I share this disclaimer as my perspective is one from inside the institutional beast that is vocational ministry. I’ve been a cog in the Christian faith machine my entire adult life.
Yet today I find myself curious as to whether or not I can stay connected to the Christianity I know, as my faith seems to contradict the Christianity offered and consumed in America.
I am not a Christian Nationalist, and that may be the problem.
The local church as an institution of faith should function as the conscience of the people. There was a time when parishioners and congregants would seek cultural and political wisdom from their clergy as the intersection of faith and day to day life. Now more then ever this has become exceedingly confusing and disjointed. This is due in part to a dualistic living where ones Christian faith is a mode of releasing one’s guilt and shame on the sanctifying road that is life.

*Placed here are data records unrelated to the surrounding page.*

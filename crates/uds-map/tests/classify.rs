//! Tests for transformation-class assignment.

use proptest::prelude::*;
use uds_map::{classify_group, classify_rows};
use uds_model::{ChangeFlag, RuleCategory, RuleKind, SpecRow, SpecialMapping};

fn row(source: &str, target: &str) -> SpecRow {
    SpecRow::new(source, target, RuleKind::ResponseLevels)
}

fn tagged(source: &str, target: &str, tag: SpecialMapping) -> SpecRow {
    row(source, target).with_special_mapping(Some(tag))
}

#[test]
fn free_text_pairs_are_direct() {
    let a = row("OTHCONDX", "OTHCONDX").with_flags(ChangeFlag::No, ChangeFlag::Yes, ChangeFlag::Unset);
    let b = row("HISPORX", "HISPORX").with_flags(ChangeFlag::No, ChangeFlag::Unset, ChangeFlag::Yes);
    assert_eq!(classify_group(&[&a, &b]), RuleCategory::Direct);
}

#[test]
fn free_text_with_type_change_falls_through() {
    let a = row("OTHCONDX", "OTHCONDX").with_flags(ChangeFlag::Yes, ChangeFlag::Unset, ChangeFlag::Unset);
    assert_eq!(classify_group(&[&a]), RuleCategory::ConditionalConsistency);
}

#[test]
fn structural_tags_win_over_calculated() {
    for tag in [
        SpecialMapping::Structured,
        SpecialMapping::Merging,
        SpecialMapping::MergingCalculated,
    ] {
        let calc = tagged("PDYR", "PDAGE", SpecialMapping::Calculated);
        let structural = tagged("PDYR", "PDAGE", tag);
        assert_eq!(
            classify_group(&[&calc, &structural]),
            RuleCategory::StructuredTransformation
        );
    }
}

#[test]
fn calculated_tag_is_conditional() {
    let calc = tagged("BIRTHYR", "BIRTHAGE", SpecialMapping::Calculated);
    let other = tagged("BIRTHYR", "BIRTHAGE", SpecialMapping::Other("Lookup".to_string()));
    assert_eq!(
        classify_group(&[&other, &calc]),
        RuleCategory::ConditionalConsistency
    );
}

#[test]
fn untagged_groups_use_change_flags_then_names() {
    let changed = row("SEX", "SEX").with_flags(ChangeFlag::Unset, ChangeFlag::Yes, ChangeFlag::Unset);
    assert_eq!(classify_group(&[&changed]), RuleCategory::ConditionalConsistency);

    let same = row("SEX", "SEX").with_flags(ChangeFlag::No, ChangeFlag::No, ChangeFlag::No);
    assert_eq!(classify_group(&[&same]), RuleCategory::Direct);

    let renamed = row("DADPRDX", "DADPRDX4");
    assert_eq!(classify_group(&[&renamed]), RuleCategory::ConditionalConsistency);
}

#[test]
fn name_comparison_uses_first_row_verbatim() {
    let first = row("sex", "SEX");
    let second = row("SEX", "SEX");
    assert_eq!(
        classify_group(&[&first, &second]),
        RuleCategory::ConditionalConsistency
    );
    assert_eq!(classify_group(&[&second, &first]), RuleCategory::Direct);
}

#[test]
fn other_tags_are_high_complexity() {
    let other = tagged("CDRSUM", "CDRSUM", SpecialMapping::Other("Lookup".to_string()));
    let plain = row("CDRSUM", "CDRSUM");
    assert_eq!(classify_group(&[&plain, &other]), RuleCategory::HighComplexity);
}

#[test]
fn rows_inherit_group_category_in_input_order() {
    let rows = vec![
        row("A", "A"),
        tagged("B", "T", SpecialMapping::Structured),
        row("C", "T"),
        row("A", "A"),
    ];
    let classified = classify_rows(rows.clone());
    let categories: Vec<RuleCategory> = classified.iter().map(|c| c.category).collect();
    assert_eq!(
        categories,
        vec![
            RuleCategory::Direct,
            RuleCategory::StructuredTransformation,
            RuleCategory::StructuredTransformation,
            RuleCategory::Direct,
        ]
    );
    let order: Vec<SpecRow> = classified.into_iter().map(|c| c.row).collect();
    assert_eq!(order, rows);
}

fn flag() -> impl Strategy<Value = ChangeFlag> {
    prop_oneof![
        Just(ChangeFlag::Yes),
        Just(ChangeFlag::No),
        Just(ChangeFlag::Unset)
    ]
}

fn tag() -> impl Strategy<Value = Option<SpecialMapping>> {
    prop_oneof![
        Just(None),
        Just(Some(SpecialMapping::Structured)),
        Just(Some(SpecialMapping::Merging)),
        Just(Some(SpecialMapping::MergingCalculated)),
        Just(Some(SpecialMapping::Calculated)),
        Just(Some(SpecialMapping::Other("Lookup".to_string()))),
    ]
}

fn spec_row() -> impl Strategy<Value = SpecRow> {
    let names = prop::sample::select(vec!["SEX", "SEXX", "PDAGE", "OTHX", "RACE"]);
    (names.clone(), names, flag(), flag(), flag(), tag()).prop_map(
        |(source, target, type_change, conformity, form, tag)| {
            row(source, target)
                .with_flags(type_change, conformity, form)
                .with_special_mapping(tag)
        },
    )
}

proptest! {
    #[test]
    fn classification_is_deterministic(rows in prop::collection::vec(spec_row(), 0..24)) {
        let first = classify_rows(rows.clone());
        let second = classify_rows(rows.clone());
        prop_assert_eq!(&first, &second);
        prop_assert_eq!(first.len(), rows.len());

        for classified in &first {
            let group: Vec<&SpecRow> = rows
                .iter()
                .filter(|r| r.target_variable == classified.row.target_variable)
                .collect();
            prop_assert_eq!(classified.category, classify_group(&group));
        }
    }
}
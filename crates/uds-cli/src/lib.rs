//! CLI library components for the UDS crosswalk.

pub mod logging;
pub mod pipeline;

Not a perfect system by any stretch of the imagination but seemingly purposeful nonetheless. What is said purpose? Being good humans in the name of Jesus. Sure, this type of system creates an imbalance of power between pastor and parishioner that can — and has — resulted in abuse and self-serving manipulation. Yes, this functionally normalizes a dualistic living where faith becomes a subset of life as opposed to a way of life itself. Yet somehow, it felt like we were heading in the “right direction.”

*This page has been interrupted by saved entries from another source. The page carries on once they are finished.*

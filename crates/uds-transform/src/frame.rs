//! Tables used by the crosswalk engine.
//!
//! A [`Frame`] wraps a Polars DataFrame whose column names are lowercased.
//! Source frames hold typed columns (`Int64`, `Float64` or `String`, see
//! [`ColumnKind`]); target frames hold nullable `String` columns, since the
//! migrated table is written out as text. Rules are applied as whole-column
//! boolean masks.

use polars::prelude::*;
use uds_common::{any_to_string, format_numeric, is_missing_token, parse_f64, parse_i64};

use crate::error::{Result, TransformError};

/// Value type of a source column, derived from its values.
#[derive(Debug, Clone, Copy, PartialEq, Eq)]
pub enum ColumnKind {
    Int,
    Float,
    Text,
}

/// A DataFrame of lowercased columns with a fixed row count.
#[derive(Debug, Clone)]
pub struct Frame {
    data: DataFrame,
    height: usize,
}

impl Frame {
    /// An empty frame whose columns will hold `height` rows.
    pub fn new(height: usize) -> Self {
        Self {
            data: DataFrame::empty(),
            height,
        }
    }

    /// Build a frame from columns of equal length.
    pub fn from_columns(columns: Vec<Column>) -> Result<Self> {
        let height = columns.first().map_or(0, Column::len);
        if let Some(column) = columns.iter().find(|column| column.len() != height) {
            return Err(TransformError::Shape {
                column: column.name().to_string(),
                expected: height,
                actual: column.len(),
            });
        }
        Ok(Self {
            data: DataFrame::new(columns)?,
            height,
        })
    }

    /// Build a frame from raw text, typing each column the way source tables
    /// are typed: missing tokens become null, all-integer columns become
    /// integers and all-numeric columns become floats.
    pub fn from_text_columns(columns: Vec<(&str, Vec<Option<&str>>)>) -> Result<Self> {
        let typed = columns
            .into_iter()
            .map(|(name, values)| {
                let values: StringChunked = values.into_iter().collect();
                type_column(&name.trim().to_lowercase(), &values)
            })
            .collect();
        Self::from_columns(typed)
    }

    /// Type a Polars DataFrame for the engine, casting every column through
    /// text first.
    pub fn from_data_frame(df: &DataFrame) -> Result<Self> {
        let mut columns = Vec::with_capacity(df.width());
        for column in df.get_columns() {
            let name = column.name().trim().to_lowercase();
            let strings = column.cast(&DataType::String)?;
            columns.push(type_column(&name, strings.str()?));
        }
        let mut frame = Self::from_columns(columns)?;
        frame.height = df.height();
        Ok(frame)
    }

    pub fn data(&self) -> &DataFrame {
        &self.data
    }

    pub fn into_data_frame(self) -> DataFrame {
        self.data
    }

    pub fn height(&self) -> usize {
        self.height
    }

    pub fn width(&self) -> usize {
        self.data.width()
    }

    pub fn column_names(&self) -> impl Iterator<Item = &str> {
        self.data
            .get_columns()
            .iter()
            .map(|column| column.name().as_str())
    }

    pub fn contains(&self, name: &str) -> bool {
        self.data.get_column_index(name).is_some()
    }

    pub fn kind(&self, name: &str) -> Option<ColumnKind> {
        let column = self.data.column(name).ok()?;
        Some(match column.dtype() {
            DataType::Int64 => ColumnKind::Int,
            DataType::Float64 => ColumnKind::Float,
            _ => ColumnKind::Text,
        })
    }

    /// The column rendered as text. Floats drop trailing zeros.
    pub fn text(&self, name: &str) -> Option<StringChunked> {
        let column = self.data.column(name).ok()?;
        render(column).ok()
    }

    /// The column read as numbers; unparseable text becomes null.
    pub fn numbers(&self, name: &str) -> Option<Float64Chunked> {
        let column = self.data.column(name).ok()?;
        match column.dtype() {
            DataType::String => Some(
                column
                    .str()
                    .ok()?
                    .into_iter()
                    .map(|value| value.and_then(parse_f64))
                    .collect(),
            ),
            _ => column.cast(&DataType::Float64).ok()?.f64().ok().cloned(),
        }
    }

    /// True where the column is null, or on every row when it is absent.
    pub fn null_mask(&self, name: &str) -> BooleanChunked {
        match self.data.column(name) {
            Ok(column) => column.is_null(),
            Err(_) => BooleanChunked::full(name.into(), true, self.height),
        }
    }

    /// Replace or append a whole text column.
    pub fn set_column(&mut self, name: &str, values: StringChunked) -> Result<()> {
        self.data
            .with_column(values.with_name(name.into()).into_column())?;
        Ok(())
    }

    /// Replace or append a column, typing the text the way source columns are.
    pub fn set_typed(&mut self, name: &str, values: &StringChunked) -> Result<()> {
        self.data.with_column(type_column(name, values))?;
        Ok(())
    }

    /// Append an all-null text column unless one exists.
    pub fn ensure_column(&mut self, name: &str) -> Result<()> {
        if self.contains(name) {
            return Ok(());
        }
        self.set_column(name, StringChunked::full_null(name.into(), self.height))
    }

    /// Fill null cells from `values`; a missing column is created from them.
    pub fn fill_nulls(&mut self, name: &str, values: StringChunked) -> Result<()> {
        let merged = match self.text(name) {
            Some(existing) => existing.zip_with(&existing.is_not_null(), &values)?,
            None => values,
        };
        self.set_column(name, merged)
    }

    /// Write `values` on rows where `mask` holds, keeping the other cells.
    ///
    /// The column is created all-null when absent.
    pub fn overwrite(
        &mut self,
        name: &str,
        mask: &BooleanChunked,
        values: &StringChunked,
    ) -> Result<()> {
        let current = self
            .text(name)
            .unwrap_or_else(|| StringChunked::full_null(name.into(), self.height));
        let merged = values.zip_with(mask, &current)?;
        self.set_column(name, merged)
    }

    /// Write one value (or null) on rows where `mask` holds.
    pub fn assign(&mut self, name: &str, mask: &BooleanChunked, value: Option<&str>) -> Result<()> {
        let values = match value {
            Some(value) => StringChunked::full(name.into(), value, self.height),
            None => StringChunked::full_null(name.into(), self.height),
        };
        self.overwrite(name, mask, &values)
    }

    /// Keep only the named columns, in the given order.
    pub fn select(self, names: &[String]) -> Result<Self> {
        let mut kept: Vec<&str> = Vec::with_capacity(names.len());
        for name in names {
            if self.contains(name) && !kept.contains(&name.as_str()) {
                kept.push(name);
            }
        }
        Ok(Self {
            data: self.data.select(kept)?,
            height: self.height,
        })
    }

    /// Render a numeric column as zero-padded integers.
    ///
    /// Nulls become the text `NA`; non-numeric text is left unchanged.
    /// Returns false when the column does not exist.
    pub fn zero_pad(&mut self, name: &str, width: usize) -> Result<bool> {
        let Some(values) = self.text(name) else {
            return Ok(false);
        };
        let padded: StringChunked = values
            .into_iter()
            .map(|value| match value {
                None => Some("NA".to_string()),
                Some(text) => Some(
                    parse_f64(text).map_or_else(|| text.to_string(), |v| format!("{v:0width$.0}")),
                ),
            })
            .collect();
        self.set_column(name, padded)?;
        Ok(true)
    }
}

/// Mask of cells whose text equals `expected`; nulls never match.
pub fn text_matches(values: &StringChunked, expected: &str) -> BooleanChunked {
    values
        .into_iter()
        .map(|value| value == Some(expected))
        .collect()
}

/// Mask of null cells and cells reading `NA` in any case.
pub fn missing_or_na(values: &StringChunked) -> BooleanChunked {
    values
        .into_iter()
        .map(|value| value.is_none_or(|text| text.eq_ignore_ascii_case("NA")))
        .collect()
}

/// Numeric coercion of rule text; unparseable text becomes `None`.
///
/// # Examples
///
/// ```
/// use uds_transform::numeric_text;
///
/// assert_eq!(numeric_text(" 2 ").as_deref(), Some("2"));
/// assert_eq!(numeric_text("2.50").as_deref(), Some("2.5"));
/// assert_eq!(numeric_text("yes"), None);
/// ```
pub fn numeric_text(value: &str) -> Option<String> {
    let trimmed = value.trim();
    match parse_i64(trimmed) {
        Some(int) => Some(int.to_string()),
        None => parse_f64(trimmed).map(format_numeric),
    }
}

fn render(column: &Column) -> PolarsResult<StringChunked> {
    let rendered: StringChunked = match column.dtype() {
        DataType::String => column.str()?.clone(),
        _ => column
            .as_materialized_series()
            .iter()
            .map(|value| (!value.is_null()).then(|| any_to_string(value)))
            .collect(),
    };
    Ok(rendered.with_name(column.name().clone()))
}

fn type_column(name: &str, values: &StringChunked) -> Column {
    let present: StringChunked = values
        .into_iter()
        .map(|value| value.filter(|text| !is_missing_token(text)))
        .collect();

    let numbers: Option<Float64Chunked> = present
        .into_iter()
        .map(|value| match value {
            None => Some(None),
            Some(text) => parse_f64(text).map(Some),
        })
        .collect();

    match numbers {
        Some(numbers) if numbers.into_iter().flatten().all(is_integral) => {
            let ints: Int64Chunked = numbers
                .into_iter()
                .map(|value| value.map(|v| v as i64))
                .collect();
            ints.with_name(name.into()).into_column()
        }
        Some(numbers) => numbers.with_name(name.into()).into_column(),
        None => present.with_name(name.into()).into_column(),
    }
}

fn is_integral(value: f64) -> bool {
    value.fract() == 0.0 && value.abs() < 9.0e15
}

#[cfg(test)]
mod tests {
    use super::*;

    fn strings(frame: &Frame, name: &str) -> Vec<Option<String>> {
        frame
            .text(name)
            .map(|values| {
                values
                    .into_iter()
                    .map(|value| value.map(str::to_string))
                    .collect()
            })
            .unwrap_or_default()
    }

    fn some(values: &[&str]) -> Vec<Option<String>> {
        values.iter().map(|value| Some((*value).to_string())).collect()
    }

    #[test]
    fn text_columns_are_typed() {
        let frame = Frame::from_text_columns(vec![
            ("ID", vec![Some("P1"), Some("P2"), Some("P3")]),
            ("age", vec![Some("70"), Some("NA"), Some("81.0")]),
            ("score", vec![Some("1.5"), None, Some("2")]),
        ])
        .expect("frame");

        assert_eq!(frame.kind("id"), Some(ColumnKind::Text));
        assert_eq!(frame.kind("age"), Some(ColumnKind::Int));
        assert_eq!(
            strings(&frame, "age"),
            vec![Some("70".to_string()), None, Some("81".to_string())]
        );
        assert_eq!(frame.kind("score"), Some(ColumnKind::Float));
        assert_eq!(strings(&frame, "score")[2].as_deref(), Some("2"));
        assert_eq!(frame.numbers("score").and_then(|v| v.get(0)), Some(1.5));
    }

    #[test]
    fn zero_pad_formats_numbers_and_nulls() {
        let mut frame =
            Frame::from_text_columns(vec![("momprdx", vec![Some("1"), None, Some("410")])])
                .expect("frame");
        assert!(frame.zero_pad("momprdx", 3).expect("pad"));
        assert_eq!(strings(&frame, "momprdx"), some(&["001", "NA", "410"]));
        assert_eq!(frame.kind("momprdx"), Some(ColumnKind::Text));
        assert!(!frame.zero_pad("dadprdx", 3).expect("pad"));
    }

    #[test]
    fn mismatched_heights_are_rejected() {
        let err = Frame::from_columns(vec![
            Column::new("a".into(), [Some("x")]),
            Column::new("b".into(), Vec::<Option<&str>>::new()),
        ])
        .expect_err("shape error");
        assert!(matches!(err, TransformError::Shape { .. }));
    }

    #[test]
    fn select_projects_and_reorders() {
        let frame = Frame::from_text_columns(vec![("a", vec![Some("1")]), ("b", vec![Some("2")])])
            .expect("frame")
            .select(&["b".to_string(), "missing".to_string(), "a".to_string()])
            .expect("select");
        let names: Vec<&str> = frame.column_names().collect();
        assert_eq!(names, vec!["b", "a"]);
        assert_eq!(frame.height(), 1);
    }

    #[test]
    fn assignments_keep_unmasked_cells() {
        let mut frame = Frame::new(3);
        let mask: BooleanChunked = [true, false, true].into_iter().collect();
        frame.assign("t", &mask, Some("x")).expect("assign");
        assert_eq!(
            strings(&frame, "t"),
            vec![Some("x".to_string()), None, Some("x".to_string())]
        );

        let fill: StringChunked = [Some("a"), Some("b"), None].into_iter().collect();
        frame.fill_nulls("t", fill).expect("fill");
        assert_eq!(strings(&frame, "t"), some(&["x", "b", "x"]));
        assert!(!frame.null_mask("t").any());
        assert!(frame.null_mask("absent").all());
    }

    #[test]
    fn masks_over_text() {
        let values: StringChunked = [Some("1"), None, Some("na"), Some("2")]
            .into_iter()
            .collect();
        let hits: Vec<Option<bool>> = text_matches(&values, "1").into_iter().collect();
        assert_eq!(hits, vec![Some(true), Some(false), Some(false), Some(false)]);
        let missing: Vec<Option<bool>> = missing_or_na(&values).into_iter().collect();
        assert_eq!(missing, vec![Some(false), Some(true), Some(true), Some(false)]);
    }

    #[test]
    fn typed_columns_come_from_polars() {
        let df = DataFrame::new(vec![Column::new(
            "X ".into(),
            [Some("1"), None, Some("NA")],
        )])
        .expect("df");
        let frame = Frame::from_data_frame(&df).expect("from polars");
        assert_eq!(frame.height(), 3);
        assert_eq!(frame.kind("x"), Some(ColumnKind::Int));
        let nulls: Vec<Option<bool>> = frame.null_mask("x").into_iter().collect();
        assert_eq!(nulls, vec![Some(false), Some(true), Some(true)]);
    }
}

We were wrong to feel that way.
Today we find an institutional church, represented locally, that is often little more than outlet malls for religious goods and services. People will shop around until they find the goods they desire at a price they can justify… much the same way we interact with our need for groceries.
Is it worth making the 30 minute drive so I don’t have to pay as much for my produce? I mean, its cheaper than the local chain and there is a much larger variety of selection. I can be in and out with decent savings which justifies the increased gas usage in the family SUV.

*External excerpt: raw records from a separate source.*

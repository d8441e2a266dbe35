//! Transformation-class assignment for specification rows.
//!
//! Rows are grouped by target variable and every row in a group receives the
//! same [`RuleCategory`]. The rules are evaluated in a fixed priority order,
//! so a group whose flags disagree still resolves to exactly one class.

use std::collections::BTreeMap;

use tracing::debug;
use uds_model::{ClassifiedRow, RuleCategory, SpecRow, SpecialMapping};

/// Trailing character marking free-text variables (e.g. `PRIMLANX`).
pub const FREE_TEXT_MARKER: char = 'X';

/// Resolve the category of one target-variable group.
///
/// Returns [`RuleCategory::ConditionalConsistency`] for an empty group.
pub fn classify_group(rows: &[&SpecRow]) -> RuleCategory {
    let Some(first) = rows.first() else {
        return RuleCategory::ConditionalConsistency;
    };

    let free_text = rows.iter().all(|row| {
        row.target_variable.ends_with(FREE_TEXT_MARKER)
            && row.source_variable.ends_with(FREE_TEXT_MARKER)
            && row.type_change.is_no()
    });
    if free_text {
        return RuleCategory::Direct;
    }

    let tags: Vec<&SpecialMapping> = rows
        .iter()
        .filter_map(|row| row.special_mapping.as_ref())
        .collect();

    if tags.iter().any(|tag| tag.is_structural()) {
        RuleCategory::StructuredTransformation
    } else if tags.iter().any(|tag| **tag == SpecialMapping::Calculated) {
        RuleCategory::ConditionalConsistency
    } else if tags.is_empty() {
        if rows.iter().any(|row| row.reports_change()) {
            RuleCategory::ConditionalConsistency
        } else if first.source_variable == first.target_variable {
            RuleCategory::Direct
        } else {
            RuleCategory::ConditionalConsistency
        }
    } else {
        RuleCategory::HighComplexity
    }
}

/// Annotate every row with the category of its target-variable group.
///
/// Input row order is preserved.
pub fn classify_rows(rows: Vec<SpecRow>) -> Vec<ClassifiedRow> {
    let mut groups: BTreeMap<&str, Vec<&SpecRow>> = BTreeMap::new();
    for row in &rows {
        groups.entry(row.target_variable.as_str()).or_default().push(row);
    }

    let categories: BTreeMap<String, RuleCategory> = groups
        .into_iter()
        .map(|(target, group)| {
            let category = classify_group(&group);
            debug!(variable = target, rows = group.len(), %category, "classified group");
            (target.to_string(), category)
        })
        .collect();

    rows.into_iter()
        .map(|row| {
            let category = categories
                .get(&row.target_variable)
                .copied()
                .unwrap_or(RuleCategory::ConditionalConsistency);
            ClassifiedRow { row, category }
        })
        .collect()
}
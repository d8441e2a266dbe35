//! Rule classification, compilation, and storage for the UDS crosswalk.
//!
//! - **classify**: labels each target-variable group with a [`RuleCategory`]
//! - **compile**: builds a serializable [`RuleSet`] from classified rows
//! - **repository**: reads and writes rule-set JSON files
//!
//! [`RuleCategory`]: uds_model::RuleCategory
//! [`RuleSet`]: uds_model::RuleSet

pub mod classify;
pub mod compile;
pub mod repository;

pub use classify::{FREE_TEXT_MARKER, classify_group, classify_rows};
pub use compile::{BLANK_PLACEHOLDER, clean_text, compile_rule_set};
pub use repository::{RuleSetRepository, StoredRuleSet, load_rule_set, to_json_string};
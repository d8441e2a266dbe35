//! CLI argument definitions for the UDS crosswalk.

use std::path::PathBuf;

use clap::{Parser, Subcommand, ValueEnum};
use clap_verbosity_flag::{Verbosity, WarnLevel};
use colorchoice_clap::Color;

/// Output file written by `migrate` when `--output` is not given.
pub const DEFAULT_OUTPUT: &str = "uds4_redcap_data.csv";

#[derive(Parser)]
#[command(
    name = "uds-crosswalk",
    version,
    about = "UDS Crosswalk - Migrate UDS3 data to UDS4",
    long_about = "Migrate UDS3 form data to the UDS4 layout.\n\n\
                  Compiles mapping-sheet exports into crosswalk rule sets and \n\
                  applies them to a UDS3 table, writing a UDS4-ordered CSV."
)]
pub struct Cli {
    #[command(subcommand)]
    pub command: Command,

    /// Adjust log verbosity (-v for info, -vv for debug, -q for errors only).
    #[command(flatten)]
    pub verbosity: Verbosity<WarnLevel>,

    /// Control ANSI color output (auto, always, never).
    #[command(flatten)]
    pub color: Color,

    /// Explicit log level (overrides -v/-q flags).
    #[arg(long = "log-level", value_enum, global = true)]
    pub log_level: Option<LogLevelArg>,

    /// Log output format (pretty for human, json for machine parsing).
    #[arg(
        long = "log-format",
        value_enum,
        default_value = "pretty",
        global = true
    )]
    pub log_format: LogFormatArg,

    /// Write logs to a file instead of stderr.
    #[arg(long = "log-file", value_name = "PATH", global = true)]
    pub log_file: Option<PathBuf>,
}

#[derive(Subcommand)]
pub enum Command {
    /// Apply rule sets to a UDS3 table and write the UDS4 table.
    Migrate(MigrateArgs),

    /// Compile mapping-sheet CSV exports into rule-set JSON files.
    Compile(CompileArgs),

    /// Print the effective configuration as TOML.
    ShowConfig(ConfigArgs),
}

#[derive(Parser)]
pub struct MigrateArgs {
    /// UDS3 data table (CSV).
    #[arg(value_name = "SOURCE_CSV")]
    pub source: PathBuf,

    /// Directory of rule-set JSON files, applied in file-name order.
    #[arg(value_name = "RULES_DIR")]
    pub rules_dir: PathBuf,

    /// Text file listing the UDS4 columns in output order, one per line.
    #[arg(value_name = "COLUMN_ORDER")]
    pub column_order: PathBuf,

    /// Output CSV path.
    #[arg(long = "output", short = 'o', value_name = "PATH", default_value = DEFAULT_OUTPUT)]
    pub output: PathBuf,

    /// TOML file overriding the built-in configuration tables.
    #[arg(long = "config", value_name = "PATH")]
    pub config: Option<PathBuf>,
}

#[derive(Parser)]
pub struct CompileArgs {
    /// Mapping-sheet CSV files, or directories containing them.
    #[arg(value_name = "INPUT", required = true)]
    pub inputs: Vec<PathBuf>,

    /// Directory for the compiled `<stem>_mappings.json` files.
    #[arg(long = "output-dir", value_name = "DIR", default_value = ".")]
    pub output_dir: PathBuf,
}

#[derive(Parser)]
pub struct ConfigArgs {
    /// TOML file overriding the built-in configuration tables.
    #[arg(long = "config", value_name = "PATH")]
    pub config: Option<PathBuf>,
}

/// CLI log level choices.
#[derive(Clone, Copy, ValueEnum)]
pub enum LogLevelArg {
    Error,
    Warn,
    Info,
    Debug,
    Trace,
}

/// CLI log format choices.
#[derive(Clone, Copy, ValueEnum)]
pub enum LogFormatArg {
    Pretty,
    Compact,
    Json,
}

I petition this is the same with faith.
People are more than happy to church shop until they find a theology and praxis they can justify so they might receive the religious goods and services they desire. Which remains, guilt and shame offloading. The thing is, love no longer defines faith. Faith has become about being right, and we all choose which local body is right in our eyes for our life.
However the biggest problem with our new model is the churches ability to be the conscience of the people.
This has never been more evident than in the face of our current election.
Pastors across the country are regularly forced to cater to the political bent of the loudest or wealthiest voices or suffer the consequence of unemployment. This is a result of the conscience of the people now lying in the ill-informed self-seeking social media opinions of those relying on the success of a Bible holding incumbent amidst a tear gassed backdrop. Being right is supreme. Perhaps more accurately, not being viewed as wrong is supreme; and with a national leader who condemns anyone who doesn’t agree with him, the result has been egregious.
Faith has been sacrificed on the altar of supremacy.
As a pastor this creates an unsettling environment where faithful integrity and popular opinion cannot coexist. Instead of being open to growth and change, Christian Nationalism has set local church congregants on a trajectory where change is discarded and growth is measured by success, majority, and power.
A pastor is one who is to shepherd, guide, teach, and walk with individuals and communities on their personal faith journies. A pastor is one who cares for the people, stands for justice, and facilitates the care of any person or people group who is in need. A pastor is one who stands in love and lives in love. A pastor is one who is faithful, not to supremacy… but to God and the faith.
How can a pastor practice faithful integrity when the system has become less about faithfulness, and more about defeating the opposition and being right? How can a pastor serve within a Christian nationalist movement that seeks salvation from the office of president?
How could we have gotten so far off course?
I justified my involvement for many years now, believing that the good people within the faith would be a part of leading the system back to faithfulness. Sadly, it feels less like faithfulness lately and more like an involuntary sacrifice of one’s integrity and self.
I am a beleiver in Christ.
I am a believer in the resurrection.
And maybe, just maybe, it will take the death of the local church for faithfulness to be resurrected by the power of Christ.
Yes, I am a person of faith. Faith which is the certainty in things we do not see. But can I live and serve faithfully within the Christianity America now knows? Of that, I am not certain.